- **RECORDS PROVIDED**
^^^^^^^^^^^^^^^^
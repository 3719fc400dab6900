//! Progression rules
//!
//! Pure leveling math and the daily streak window. Nothing in here touches
//! storage; the completion ledger drives both.

pub mod leveling;
pub mod streak;

pub use leveling::{
    level_from_xp, level_up_bonus, points_from_xp, progress_within_level, LevelChange, LevelCurve,
    LevelProgress,
};
pub use streak::{streak_bonus_multiplier, StreakError, StreakRules, StreakTracker};
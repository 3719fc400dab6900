//! Unit tests for weekly ranking

use chrono::NaiveDate;
use habitquest::leaderboard::{rank_entries, week_start, FriendsLeaderboard, RankedEntry};
use uuid::Uuid;

fn entry(id: u128, xp: u64, habits: u64) -> RankedEntry {
    RankedEntry {
        rank: 0,
        user_id: Uuid::from_u128(id),
        display_name: format!("user{id}"),
        weekly_xp_earned: xp,
        weekly_points_earned: xp / 2,
        habits_completed: habits,
        is_current_user: false,
    }
}

#[test]
fn test_week_start_is_monday() {
    let monday = NaiveDate::from_ymd_opt(2024, 6, 3).unwrap();
    for offset in 0..7 {
        let day = monday + chrono::Duration::days(offset);
        assert_eq!(week_start(day), monday);
    }
    let next = NaiveDate::from_ymd_opt(2024, 6, 10).unwrap();
    assert_eq!(week_start(next), next);
}

#[test]
fn test_week_start_across_year() {
    let day = NaiveDate::from_ymd_opt(2025, 1, 1).unwrap();
    assert_eq!(week_start(day), NaiveDate::from_ymd_opt(2024, 12, 30).unwrap());
}

#[test]
fn test_ordering() {
    let ranked = rank_entries(vec![entry(1, 100, 2), entry(2, 300, 5), entry(3, 100, 4)]);
    let ids: Vec<u128> = ranked.iter().map(|e| e.user_id.as_u128()).collect();
    assert_eq!(ids, vec![2, 3, 1]);
    let ranks: Vec<u32> = ranked.iter().map(|e| e.rank).collect();
    assert_eq!(ranks, vec![1, 2, 3]);
}

#[test]
fn test_dense_rank_for_ties() {
    let ranked = rank_entries(vec![
        entry(4, 50, 1),
        entry(2, 200, 3),
        entry(1, 200, 3),
        entry(3, 0, 0),
    ]);
    let ids: Vec<u128> = ranked.iter().map(|e| e.user_id.as_u128()).collect();
    assert_eq!(ids, vec![1, 2, 4, 3]);
    let ranks: Vec<u32> = ranked.iter().map(|e| e.rank).collect();
    assert_eq!(ranks, vec![1, 1, 2, 3]);
}

#[test]
fn test_top_and_find() {
    let board = FriendsLeaderboard {
        week_start: NaiveDate::from_ymd_opt(2024, 6, 3).unwrap(),
        entries: rank_entries(vec![entry(1, 10, 1), entry(2, 20, 1)]),
        user_rank: Some(2),
    };
    assert_eq!(board.top(1).len(), 1);
    assert_eq!(board.top(10).len(), 2);
    assert_eq!(board.find_user(Uuid::from_u128(1)).unwrap().rank, 2);
    assert!(board.find_user(Uuid::from_u128(9)).is_none());
}
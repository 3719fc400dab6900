//! HabitQuest - habit progression engine
//!
//! Main entry point for the command-line tool. Every command prints JSON on
//! stdout; logs go to stderr.

use anyhow::{Context, Result};
use chrono::{NaiveDate, Utc};
use clap::Parser;
use serde::Serialize;
use tracing_subscriber::{layer::SubscriberExt, util::SubscriberInitExt, EnvFilter};

use habitquest::achievements::AchievementEngine;
use habitquest::leaderboard::LeaderboardAggregator;
use habitquest::ledger::CompletionLedger;
use habitquest::storage::config::{get_config_path, load_config, load_config_from, save_config_to};
use habitquest::storage::{with_retry, AccountStore, AppConfig, Database, RetryPolicy, SocialStore};

mod cli;

use cli::{Cli, Commands};

fn main() -> Result<()> {
    tracing_subscriber::registry()
        .with(EnvFilter::try_from_default_env().unwrap_or_else(|_| EnvFilter::new("info")))
        .with(tracing_subscriber::fmt::layer().with_writer(std::io::stderr))
        .init();

    let cli = Cli::parse();
    tracing::debug!("Starting HabitQuest v{}", env!("CARGO_PKG_VERSION"));

    let config = match &cli.config {
        Some(path) => load_config_from(path),
        None => load_config(),
    }
    .context("failed to load config")?;

    if matches!(cli.command, Commands::Init) {
        let path = cli.config.clone().unwrap_or_else(get_config_path);
        if !path.exists() {
            save_config_to(&config, &path).context("failed to write config")?;
            tracing::info!("Wrote default config to {}", path.display());
        }
    }

    let db = Database::open_with_timeout(&config.database_path(), config.storage.busy_timeout())
        .with_context(|| format!("failed to open {}", config.database_path().display()))?;

    run(cli.command, &config, &db)
}

fn run(command: Commands, config: &AppConfig, db: &Database) -> Result<()> {
    let conn = db.connection();
    let rules = &config.progression;
    let policy = RetryPolicy::from_settings(&config.storage);
    let ledger = CompletionLedger::new(conn, rules);
    let achievements = AchievementEngine::new(conn, rules);

    // Definitions are seeded on every run so new built-ins appear after upgrades
    achievements.seed_defaults()?;

    match command {
        Commands::Init => print_json(&serde_json::json!({
            "database": config.database_path(),
        })),
        Commands::AddUser { name } => {
            let user = AccountStore::new(conn).create_user(&name, rules.streak.window_size)?;
            print_json(&user)
        }
        Commands::AddArea { user, name } => {
            let area = AccountStore::new(conn).create_life_area(user, &name)?;
            print_json(&area)
        }
        Commands::AddHabit { user, area, name, xp } => {
            let habit = AccountStore::new(conn).create_habit(user, area, &name, xp)?;
            print_json(&habit)
        }
        Commands::Complete { habit, day } => {
            let day = day.unwrap_or_else(today);
            let outcome = with_retry(&policy, || ledger.complete_habit(habit, day))?;
            print_json(&outcome)
        }
        Commands::Uncomplete { habit, day } => {
            let day = day.unwrap_or_else(today);
            let outcome = with_retry(&policy, || ledger.uncomplete_habit(habit, day))?;
            print_json(&outcome)
        }
        Commands::Claim { user, key } => {
            let outcome = with_retry(&policy, || achievements.claim(user, &key))?;
            print_json(&outcome)
        }
        Commands::Achievements { user } => print_json(&achievements.statuses(user)?),
        Commands::Leaderboard { user, week } => {
            let board = LeaderboardAggregator::new(conn).friends_weekly_leaderboard(user, week)?;
            print_json(&board)
        }
        Commands::Status { user } => print_json(&ledger.snapshot(user)?),
        Commands::Grant { user, xp, points } => {
            let outcome = with_retry(&policy, || ledger.grant(user, xp, points))?;
            print_json(&outcome)
        }
        Commands::Befriend { user, friend } => {
            SocialStore::new(conn).befriend(user, friend)?;
            let unlocked = [user, friend]
                .into_iter()
                .map(|id| achievements.check_and_unlock(id))
                .collect::<Result<Vec<_>, _>>()?;
            print_json(&serde_json::json!({
                "user": user,
                "friend": friend,
                "newly_unlocked": unlocked,
            }))
        }
    }
}

fn today() -> NaiveDate {
    Utc::now().date_naive()
}

fn print_json<T: Serialize>(value: &T) -> Result<()> {
    println!("{}", serde_json::to_string_pretty(value)?);
    Ok(())
}
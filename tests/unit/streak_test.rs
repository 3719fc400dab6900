//! Unit tests for the streak window

use chrono::NaiveDate;
use habitquest::progression::{streak_bonus_multiplier, StreakError, StreakRules, StreakTracker};

fn window(flags: &str) -> Vec<bool> {
    flags.chars().map(|c| c == 'T').collect()
}

fn date(d: u32) -> NaiveDate {
    NaiveDate::from_ymd_opt(2024, 5, d).unwrap()
}

#[test]
fn test_trailing_run_and_break() {
    let mut tracker = StreakTracker::from_parts(window("TTFTTTT"), 0, None, None).unwrap();
    assert_eq!(tracker.current_streak(), 4);

    tracker.update_for_today(false);
    assert_eq!(tracker.last_n_days(), window("TFTTTTF").as_slice());
    assert_eq!(tracker.current_streak(), 0);
    assert_eq!(tracker.longest_streak(), 4);
}

#[test]
fn test_multiplier_example() {
    let rules = StreakRules {
        window_size: 7,
        bonus_per_day: 0.1,
        max_streak_bonus: 2.0,
    };
    assert!((streak_bonus_multiplier(5, &rules) - 1.5).abs() < 1e-9);
    assert!((streak_bonus_multiplier(0, &rules) - 1.0).abs() < 1e-9);
    assert!((streak_bonus_multiplier(50, &rules) - 2.0).abs() < 1e-9);
}

#[test]
fn test_multiplier_does_not_mutate() {
    let tracker = StreakTracker::from_parts(window("FFFFTTT"), 3, None, None).unwrap();
    let before = tracker.clone();
    let _ = tracker.streak_bonus_multiplier(&StreakRules::default());
    assert_eq!(tracker, before);
}

#[test]
fn test_window_length_fixed() {
    let mut tracker = StreakTracker::new(7);
    for i in 0..30 {
        tracker.update_for_today(i % 3 != 0);
        assert_eq!(tracker.last_n_days().len(), 7);
        assert!(tracker.current_streak() as usize <= tracker.window_size());
        assert!(tracker.longest_streak() >= tracker.current_streak());
    }
}

#[test]
fn test_record_day_fills_gap() {
    let mut tracker = StreakTracker::new(7);
    tracker.record_day(date(1), true).unwrap();
    tracker.record_day(date(2), true).unwrap();
    tracker.record_day(date(5), true).unwrap();

    assert_eq!(tracker.last_n_days(), window("FFTTFFT").as_slice());
    assert_eq!(tracker.current_streak(), 1);
    assert_eq!(tracker.longest_streak(), 2);
    assert_eq!(tracker.window_end(), Some(date(5)));
}

#[test]
fn test_record_day_long_gap_clears_window() {
    let mut tracker = StreakTracker::new(7);
    tracker.record_day(date(1), true).unwrap();
    tracker.record_day(date(30), false).unwrap();
    assert!(tracker.last_n_days().iter().all(|&d| !d));
    assert_eq!(tracker.last_completion_date(), Some(date(1)));
}

#[test]
fn test_record_same_day_overwrites() {
    let mut tracker = StreakTracker::new(7);
    tracker.record_day(date(1), true).unwrap();
    tracker.record_day(date(2), true).unwrap();
    tracker.record_day(date(2), false).unwrap();

    assert_eq!(tracker.current_streak(), 0);
    assert_eq!(tracker.last_completion_date(), Some(date(1)));
}

#[test]
fn test_record_day_before_window_rejected() {
    let mut tracker = StreakTracker::new(7);
    tracker.record_day(date(10), true).unwrap();
    let err = tracker.record_day(date(2), true).unwrap_err();
    assert!(matches!(err, StreakError::OutOfOrder { .. }));
    assert_eq!(tracker.current_streak(), 1);
}

#[test]
fn test_record_day_inside_window_bridges_gap() {
    let mut tracker = StreakTracker::new(7);
    tracker.record_day(date(8), true).unwrap();
    tracker.record_day(date(10), true).unwrap();
    tracker.record_day(date(9), true).unwrap();

    assert_eq!(tracker.last_n_days(), window("FFFFTTT").as_slice());
    assert_eq!(tracker.current_streak(), 3);
    assert_eq!(tracker.window_end(), Some(date(10)));
}

#[test]
fn test_perfect_window() {
    let mut tracker = StreakTracker::new(7);
    for d in 1..=7 {
        tracker.record_day(date(d), true).unwrap();
    }
    assert!(tracker.is_perfect_window());
    assert_eq!(tracker.current_streak(), 7);
}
^^^^^^^^^^^^^^^^
- **YOUR GOAL**
In the entries above, please find the line with "use clap::Parser;" and the line with "let rules = &config.progression;", then write out exactly those two lines and every line between them, and nothing more.

- **ANSWER SPACE**
use clap::Parser;
use serde::Serialize;
use tracing_subscriber::{layer::SubscriberExt, util::SubscriberInitExt, EnvFilter};

use habitquest::achievements::AchievementEngine;
use habitquest::leaderboard::LeaderboardAggregator;
use habitquest::ledger::CompletionLedger;
use habitquest::storage::config::{get_config_path, load_config, load_config_from, save_config_to};
use habitquest::storage::{with_retry, AccountStore, AppConfig, Database, RetryPolicy, SocialStore};

mod cli;

use cli::{Cli, Commands};

fn main() -> Result<()> {
    tracing_subscriber::registry()
        .with(EnvFilter::try_from_default_env().unwrap_or_else(|_| EnvFilter::new("info")))
        .with(tracing_subscriber::fmt::layer().with_writer(std::io::stderr))
        .init();

    let cli = Cli::parse();
    tracing::debug!("Starting HabitQuest v{}", env!("CARGO_PKG_VERSION"));

    let config = match &cli.config {
        Some(path) => load_config_from(path),
        None => load_config(),
    }
    .context("failed to load config")?;

    if matches!(cli.command, Commands::Init) {
        let path = cli.config.clone().unwrap_or_else(get_config_path);
        if !path.exists() {
            save_config_to(&config, &path).context("failed to write config")?;
            tracing::info!("Wrote default config to {}", path.display());
        }
    }

    let db = Database::open_with_timeout(&config.database_path(), config.storage.busy_timeout())
        .with_context(|| format!("failed to open {}", config.database_path().display()))?;

    run(cli.command, &config, &db)
}

fn run(command: Commands, config: &AppConfig, db: &Database) -> Result<()> {
    let conn = db.connection();
    let rules = &config.progression;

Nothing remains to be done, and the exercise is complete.